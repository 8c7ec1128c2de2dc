//! The single eviction procedure shared by lookups, alias reuse and the sweeper.

use std::fmt;
use std::sync::Arc;

use chrono::{DateTime, Utc};
use tracing::{debug, info};

use crate::domain::entities::{DeletionEntry, Link};
use crate::domain::repositories::LinkRepository;
use crate::error::AppError;

/// What noticed the expired record.
#[derive(Debug, Clone, Copy, PartialEq, Eq)]
pub enum EvictionCause {
    /// A resolve found the record past its deadline.
    Lookup,
    /// A create found its custom alias held by an expired record.
    Create,
    /// The periodic sweep found it.
    Sweep,
}

impl EvictionCause {
    pub fn as_str(&self) -> &'static str {
        match self {
            EvictionCause::Lookup => "lookup",
            EvictionCause::Create => "create",
            EvictionCause::Sweep => "sweep",
        }
    }
}

impl fmt::Display for EvictionCause {
    fn fmt(&self, f: &mut fmt::Formatter<'_>) -> fmt::Result {
        f.write_str(self.as_str())
    }
}

/// Removes expired records together with their audit entries.
///
/// The delete and the audit append are a single store operation
/// ([`LinkRepository::evict_expired`]), conditioned on the record still being
/// present and expired. Concurrent evictions of one record therefore produce
/// exactly one entry, and a failed eviction leaves both the record and the
/// log untouched, so it can simply be retried.
pub struct EvictionService<L: LinkRepository + ?Sized> {
    link_repository: Arc<L>,
}

impl<L: LinkRepository + ?Sized> EvictionService<L> {
    /// Creates a new eviction service.
    pub fn new(link_repository: Arc<L>) -> Self {
        Self { link_repository }
    }

    /// Evicts `link` if it is still stored and expired at `now`.
    ///
    /// # Returns
    ///
    /// - `Ok(Some(entry))` if this call removed the record
    /// - `Ok(None)` if another path already removed it, or it is not expired
    ///
    /// # Errors
    ///
    /// Propagates store errors. Nothing has been deleted when an error is
    /// returned.
    pub async fn evict(
        &self,
        link: &Link,
        now: DateTime<Utc>,
        cause: EvictionCause,
    ) -> Result<Option<DeletionEntry>, AppError> {
        let Some(entry) = self.link_repository.evict_expired(&link.code, now).await? else {
            debug!(code = %link.code, %cause, "Link already evicted");
            return Ok(None);
        };

        info!(
            code = %entry.code,
            expired_at = %entry.expired_at,
            audit_id = entry.id,
            %cause,
            "Evicted expired link"
        );
        metrics::counter!("links_evicted_total", "cause" => cause.as_str()).increment(1);

        Ok(Some(entry))
    }
}
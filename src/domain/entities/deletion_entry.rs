//! Deletion audit entity.

use chrono::{DateTime, Utc};
use serde::{Deserialize, Serialize};

use super::Link;

/// An append-only audit record of one link eviction.
#[derive(Debug, Clone, PartialEq, Eq, Serialize, Deserialize)]
pub struct DeletionEntry {
    pub id: i64,
    pub code: String,
    pub target_url: String,
    pub expired_at: DateTime<Utc>,
    pub deleted_at: DateTime<Utc>,
}

/// Input data for appending to the deletion log.
#[derive(Debug, Clone, PartialEq, Eq, Serialize, Deserialize)]
pub struct NewDeletionEntry {
    pub code: String,
    pub target_url: String,
    pub expired_at: DateTime<Utc>,
    pub deleted_at: DateTime<Utc>,
}

impl NewDeletionEntry {
    /// Builds the audit record for a link removed at `deleted_at`.
    pub fn for_evicted(link: &Link, deleted_at: DateTime<Utc>) -> Self {
        Self {
            code: link.code.clone(),
            target_url: link.target_url.clone(),
            expired_at: link.expires_at,
            deleted_at,
        }
    }

    /// Attaches the identifier assigned by the log.
    pub fn with_id(self, id: i64) -> DeletionEntry {
        DeletionEntry {
            id,
            code: self.code,
            target_url: self.target_url,
            expired_at: self.expired_at,
            deleted_at: self.deleted_at,
        }
    }
}
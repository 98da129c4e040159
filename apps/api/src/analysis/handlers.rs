//! Axum route handlers for the Resume Analysis API.

use axum::extract::{Multipart, State};
use axum::http::StatusCode;
use axum::Json;
use serde::Serialize;

use crate::analysis::extractor::ResumeFile;
use crate::analysis::highlight::{highlight_keywords, Segment};
use crate::analysis::pipeline::PipelineSnapshot;
use crate::auth::extractor::AuthUser;
use crate::errors::AppError;
use crate::state::AppState;

#[derive(Debug, Serialize)]
pub struct AnalyzeResponse {
    pub analysis: String,
    /// Display form only; concatenating the segment texts equals `analysis`.
    pub segments: Vec<Segment>,
}

/// POST /api/resume/analyze
///
/// Multipart upload (`resume` field) driving the session pipeline:
/// extract → prompt → remote analysis. Returns the report plus its
/// highlight segments.
pub async fn handle_analyze(
    State(state): State<AppState>,
    AuthUser(user_id): AuthUser,
    mut multipart: Multipart,
) -> Result<Json<AnalyzeResponse>, AppError> {
    let file = read_resume_field(&mut multipart).await?;

    let pipeline = state.sessions.pipeline_for(user_id, &state.analyzer).await;
    let analysis = pipeline.submit(file).await?;
    let segments = highlight_keywords(&analysis);

    Ok(Json(AnalyzeResponse { analysis, segments }))
}

/// GET /api/resume/status
///
/// Current pipeline state for the session: idle/extracting/analyzing/done/
/// failed, plus the held result or error message.
pub async fn handle_status(
    State(state): State<AppState>,
    AuthUser(user_id): AuthUser,
) -> Result<Json<PipelineSnapshot>, AppError> {
    let pipeline = state.sessions.pipeline_for(user_id, &state.analyzer).await;
    Ok(Json(pipeline.snapshot().await))
}

/// POST /api/resume/reset
///
/// Clears the session pipeline back to Idle (the "clear result" /
/// "re-upload" user action).
pub async fn handle_reset(
    State(state): State<AppState>,
    AuthUser(user_id): AuthUser,
) -> Result<StatusCode, AppError> {
    let pipeline = state.sessions.pipeline_for(user_id, &state.analyzer).await;
    pipeline.reset().await;
    Ok(StatusCode::NO_CONTENT)
}

async fn read_resume_field(multipart: &mut Multipart) -> Result<ResumeFile, AppError> {
    while let Some(field) = multipart
        .next_field()
        .await
        .map_err(|e| AppError::Validation(format!("invalid multipart body: {e}")))?
    {
        if field.name() != Some("resume") {
            continue;
        }
        let media_type = field.content_type().unwrap_or_default().to_string();
        let bytes = field
            .bytes()
            .await
            .map_err(|e| AppError::Validation(format!("failed to read upload: {e}")))?;
        return Ok(ResumeFile { bytes, media_type });
    }

    Err(AppError::Validation(
        "missing `resume` file field".to_string(),
    ))
}
mod analysis;
mod auth;
mod config;
mod db;
mod errors;
mod llm_client;
mod models;
mod routes;
mod state;

use std::net::SocketAddr;
use std::sync::Arc;
use std::time::Duration;

use anyhow::Result;
use tower_http::{cors::CorsLayer, trace::TraceLayer};
use tracing::{info, warn};
use tracing_subscriber::{layer::SubscriberExt, util::SubscriberInitExt, EnvFilter};

use crate::analysis::pipeline::SessionRegistry;
use crate::config::Config;
use crate::db::{create_pool, ensure_schema};
use crate::llm_client::{default_safety_settings, AnalysisBackend, GeminiClient};
use crate::routes::build_router;
use crate::state::AppState;

#[tokio::main]
async fn main() -> Result<()> {
    // Load configuration first; everything downstream receives it explicitly.
    let config = Config::from_env()?;

    // Initialize structured logging
    tracing_subscriber::registry()
        .with(EnvFilter::try_from_default_env().unwrap_or_else(|_| {
            EnvFilter::new(format!(
                "{}={}",
                env!("CARGO_PKG_NAME").replace('-', "_"),
                &config.rust_log
            ))
        }))
        .with(tracing_subscriber::fmt::layer())
        .init();

    info!("Starting Brainwave API v{}", env!("CARGO_PKG_VERSION"));

    if config.uses_insecure_secret() {
        warn!("JWT_SECRET is not set; tokens are signed with an insecure development default");
    }
    if config.gemini_api_key.is_none() {
        warn!("GEMINI_API_KEY is not set; resume analysis calls will fail");
    }

    // Initialize PostgreSQL
    let db = create_pool(&config.database_url).await?;
    ensure_schema(&db).await?;

    // Initialize the analysis backend
    let analyzer: Arc<dyn AnalysisBackend> = Arc::new(GeminiClient::new(
        config.gemini_api_key.clone(),
        default_safety_settings(),
        Duration::from_secs(config.analyze_timeout_secs),
    ));
    info!("LLM client initialized (model: {})", llm_client::MODEL);

    // Build app state
    let state = AppState {
        db,
        analyzer,
        config: config.clone(),
        sessions: SessionRegistry::new(),
    };

    // Build router
    let app = build_router(state)
        .layer(TraceLayer::new_for_http())
        .layer(CorsLayer::permissive()); // TODO: tighten CORS in production

    let addr: SocketAddr = format!("0.0.0.0:{}", config.port).parse()?;
    info!("Listening on {addr}");

    let listener = tokio::net::TcpListener::bind(addr).await?;
    axum::serve(listener, app).await?;

    Ok(())
}
/// LLM Client — the single point of entry for all Gemini API calls.
///
/// ARCHITECTURAL RULE: No other module may call the Gemini API directly.
/// All generative-AI interactions MUST go through this module, behind the
/// `AnalysisBackend` trait.
///
/// Model: gemini-1.5-flash (hardcoded — do not make configurable to prevent drift)
use std::time::Duration;

use async_trait::async_trait;
use reqwest::Client;
use serde::{Deserialize, Serialize};
use thiserror::Error;
use tracing::debug;

const GEMINI_API_BASE: &str = "https://generativelanguage.googleapis.com/v1beta/models";
/// The model used for all analysis calls.
pub const MODEL: &str = "gemini-1.5-flash";
const MAX_OUTPUT_TOKENS: u32 = 500;
const TEMPERATURE: f32 = 0.7;

#[derive(Debug, Error)]
pub enum LlmError {
    #[error("HTTP error: {0}")]
    Http(#[from] reqwest::Error),

    #[error("API error (status {status}): {message}")]
    Api { status: u16, message: String },

    #[error("response blocked by safety filter: {0}")]
    Blocked(String),

    #[error("LLM returned empty content")]
    EmptyContent,

    #[error("no API key configured")]
    MissingApiKey,
}

/// Harm categories recognized by the safety filter.
#[derive(Debug, Clone, Copy, PartialEq, Eq, Serialize, Deserialize)]
pub enum HarmCategory {
    #[serde(rename = "HARM_CATEGORY_HARASSMENT")]
    Harassment,
    #[serde(rename = "HARM_CATEGORY_HATE_SPEECH")]
    HateSpeech,
    #[serde(rename = "HARM_CATEGORY_SEXUALLY_EXPLICIT")]
    SexuallyExplicit,
    #[serde(rename = "HARM_CATEGORY_DANGEROUS_CONTENT")]
    DangerousContent,
}

/// How aggressively a category is filtered.
#[derive(Debug, Clone, Copy, PartialEq, Eq, Serialize, Deserialize)]
pub enum BlockThreshold {
    #[serde(rename = "BLOCK_LOW_AND_ABOVE")]
    LowAndAbove,
    #[serde(rename = "BLOCK_MEDIUM_AND_ABOVE")]
    MediumAndAbove,
    #[serde(rename = "BLOCK_ONLY_HIGH")]
    OnlyHigh,
    #[serde(rename = "BLOCK_NONE")]
    None,
}

/// One `{category: threshold}` configuration entry.
#[derive(Debug, Clone, Copy, PartialEq, Eq, Serialize, Deserialize)]
pub struct SafetySetting {
    pub category: HarmCategory,
    pub threshold: BlockThreshold,
}

/// All four categories at the strictest block level.
pub fn default_safety_settings() -> Vec<SafetySetting> {
    [
        HarmCategory::Harassment,
        HarmCategory::HateSpeech,
        HarmCategory::SexuallyExplicit,
        HarmCategory::DangerousContent,
    ]
    .iter()
    .map(|&category| SafetySetting {
        category,
        threshold: BlockThreshold::LowAndAbove,
    })
    .collect()
}

#[derive(Debug, Serialize)]
#[serde(rename_all = "camelCase")]
struct GenerateContentRequest<'a> {
    contents: Vec<Content<'a>>,
    generation_config: GenerationConfig,
    safety_settings: &'a [SafetySetting],
}

#[derive(Debug, Serialize)]
struct Content<'a> {
    role: &'a str,
    parts: Vec<Part<'a>>,
}

#[derive(Debug, Serialize)]
struct Part<'a> {
    text: &'a str,
}

#[derive(Debug, Serialize)]
#[serde(rename_all = "camelCase")]
struct GenerationConfig {
    max_output_tokens: u32,
    temperature: f32,
}

#[derive(Debug, Deserialize)]
#[serde(rename_all = "camelCase")]
struct GenerateContentResponse {
    #[serde(default)]
    candidates: Vec<Candidate>,
    prompt_feedback: Option<PromptFeedback>,
}

#[derive(Debug, Deserialize)]
#[serde(rename_all = "camelCase")]
struct Candidate {
    content: Option<CandidateContent>,
    finish_reason: Option<String>,
}

#[derive(Debug, Deserialize)]
struct CandidateContent {
    #[serde(default)]
    parts: Vec<ResponsePart>,
}

#[derive(Debug, Deserialize)]
struct ResponsePart {
    text: Option<String>,
}

#[derive(Debug, Deserialize)]
#[serde(rename_all = "camelCase")]
struct PromptFeedback {
    block_reason: Option<String>,
}

impl GenerateContentResponse {
    /// Concatenated text parts of the first candidate.
    fn text(&self) -> Option<String> {
        let candidate = self.candidates.first()?;
        let parts = &candidate.content.as_ref()?.parts;
        let text: String = parts
            .iter()
            .filter_map(|p| p.text.as_deref())
            .collect::<Vec<_>>()
            .join("");
        if text.is_empty() {
            None
        } else {
            Some(text)
        }
    }
}

#[derive(Debug, Deserialize)]
struct GeminiError {
    error: GeminiErrorBody,
}

#[derive(Debug, Deserialize)]
struct GeminiErrorBody {
    message: String,
}

/// The seam between the pipeline and the remote generative capability.
/// Production uses `GeminiClient`; tests substitute mocks.
#[async_trait]
pub trait AnalysisBackend: Send + Sync {
    /// Sends a single-turn prompt and returns the generated text.
    async fn generate(&self, prompt: &str) -> Result<String, LlmError>;
}

/// Client for the Gemini `generateContent` API.
/// Each analysis is a single-turn exchange with no prior history, and there
/// is no automatic retry — every retry is user-initiated.
#[derive(Clone)]
pub struct GeminiClient {
    client: Client,
    api_key: Option<String>,
    safety_settings: Vec<SafetySetting>,
}

impl GeminiClient {
    pub fn new(api_key: Option<String>, safety_settings: Vec<SafetySetting>, timeout: Duration) -> Self {
        Self {
            client: Client::builder()
                .timeout(timeout)
                .build()
                .expect("Failed to build HTTP client"),
            api_key,
            safety_settings,
        }
    }
}

#[async_trait]
impl AnalysisBackend for GeminiClient {
    async fn generate(&self, prompt: &str) -> Result<String, LlmError> {
        // Fail fast without touching the network when no key is configured.
        let api_key = self.api_key.as_deref().ok_or(LlmError::MissingApiKey)?;

        let request_body = GenerateContentRequest {
            contents: vec![Content {
                role: "user",
                parts: vec![Part { text: prompt }],
            }],
            generation_config: GenerationConfig {
                max_output_tokens: MAX_OUTPUT_TOKENS,
                temperature: TEMPERATURE,
            },
            safety_settings: &self.safety_settings,
        };

        let url = format!("{GEMINI_API_BASE}/{MODEL}:generateContent");

        // The key travels in a header so it never appears in logged URLs.
        let response = self
            .client
            .post(&url)
            .header("x-goog-api-key", api_key)
            .header("content-type", "application/json")
            .json(&request_body)
            .send()
            .await?;

        let status = response.status();
        if !status.is_success() {
            let body = response.text().await.unwrap_or_default();
            let message = serde_json::from_str::<GeminiError>(&body)
                .map(|e| e.error.message)
                .unwrap_or(body);
            return Err(LlmError::Api {
                status: status.as_u16(),
                message,
            });
        }

        let parsed: GenerateContentResponse = response.json().await?;

        if let Some(reason) = parsed
            .prompt_feedback
            .as_ref()
            .and_then(|f| f.block_reason.as_deref())
        {
            return Err(LlmError::Blocked(reason.to_string()));
        }
        if let Some(candidate) = parsed.candidates.first() {
            if candidate.finish_reason.as_deref() == Some("SAFETY") {
                return Err(LlmError::Blocked("SAFETY".to_string()));
            }
        }

        let text = parsed.text().ok_or(LlmError::EmptyContent)?;
        debug!("LLM call succeeded: {} chars generated", text.len());
        Ok(text)
    }
}

#[cfg(test)]
mod tests {
    use super::*;

    #[test]
    fn test_request_serializes_to_gemini_wire_shape() {
        let safety = default_safety_settings();
        let request = GenerateContentRequest {
            contents: vec![Content {
                role: "user",
                parts: vec![Part { text: "analyze this" }],
            }],
            generation_config: GenerationConfig {
                max_output_tokens: MAX_OUTPUT_TOKENS,
                temperature: TEMPERATURE,
            },
            safety_settings: &safety,
        };

        let json = serde_json::to_value(&request).unwrap();
        assert_eq!(json["contents"][0]["role"], "user");
        assert_eq!(json["contents"][0]["parts"][0]["text"], "analyze this");
        assert_eq!(json["generationConfig"]["maxOutputTokens"], 500);
        assert_eq!(
            json["safetySettings"][0]["category"],
            "HARM_CATEGORY_HARASSMENT"
        );
        assert_eq!(
            json["safetySettings"][0]["threshold"],
            "BLOCK_LOW_AND_ABOVE"
        );
        assert_eq!(json["safetySettings"].as_array().unwrap().len(), 4);
    }

    #[test]
    fn test_response_text_joins_parts_of_first_candidate() {
        let json = r#"{
            "candidates": [{
                "content": {"parts": [{"text": "Score: 82."}, {"text": " Skills: strong."}], "role": "model"},
                "finishReason": "STOP"
            }]
        }"#;
        let response: GenerateContentResponse = serde_json::from_str(json).unwrap();
        assert_eq!(response.text().unwrap(), "Score: 82. Skills: strong.");
    }

    #[test]
    fn test_response_without_candidates_has_no_text() {
        let json = r#"{"candidates": []}"#;
        let response: GenerateContentResponse = serde_json::from_str(json).unwrap();
        assert!(response.text().is_none());
    }

    #[test]
    fn test_blocked_prompt_feedback_deserializes() {
        let json = r#"{"promptFeedback": {"blockReason": "SAFETY"}}"#;
        let response: GenerateContentResponse = serde_json::from_str(json).unwrap();
        assert_eq!(
            response
                .prompt_feedback
                .unwrap()
                .block_reason
                .as_deref(),
            Some("SAFETY")
        );
    }

    #[test]
    fn test_error_body_parses_message() {
        let body = r#"{"error": {"code": 400, "message": "API key not valid", "status": "INVALID_ARGUMENT"}}"#;
        let parsed: GeminiError = serde_json::from_str(body).unwrap();
        assert_eq!(parsed.error.message, "API key not valid");
    }

    #[tokio::test]
    async fn test_missing_api_key_fails_without_network() {
        let client = GeminiClient::new(None, default_safety_settings(), Duration::from_secs(1));
        let err = client.generate("prompt").await.unwrap_err();
        assert!(matches!(err, LlmError::MissingApiKey));
    }
}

**Activity**
In the entries above, identify every line with the word "domain". Copy those lines.

**Exercise answer**
use crate::domain::entities::{DeletionEntry, Link};
use crate::domain::repositories::LinkRepository;
filename src/domain/entities/deletion_entry.rs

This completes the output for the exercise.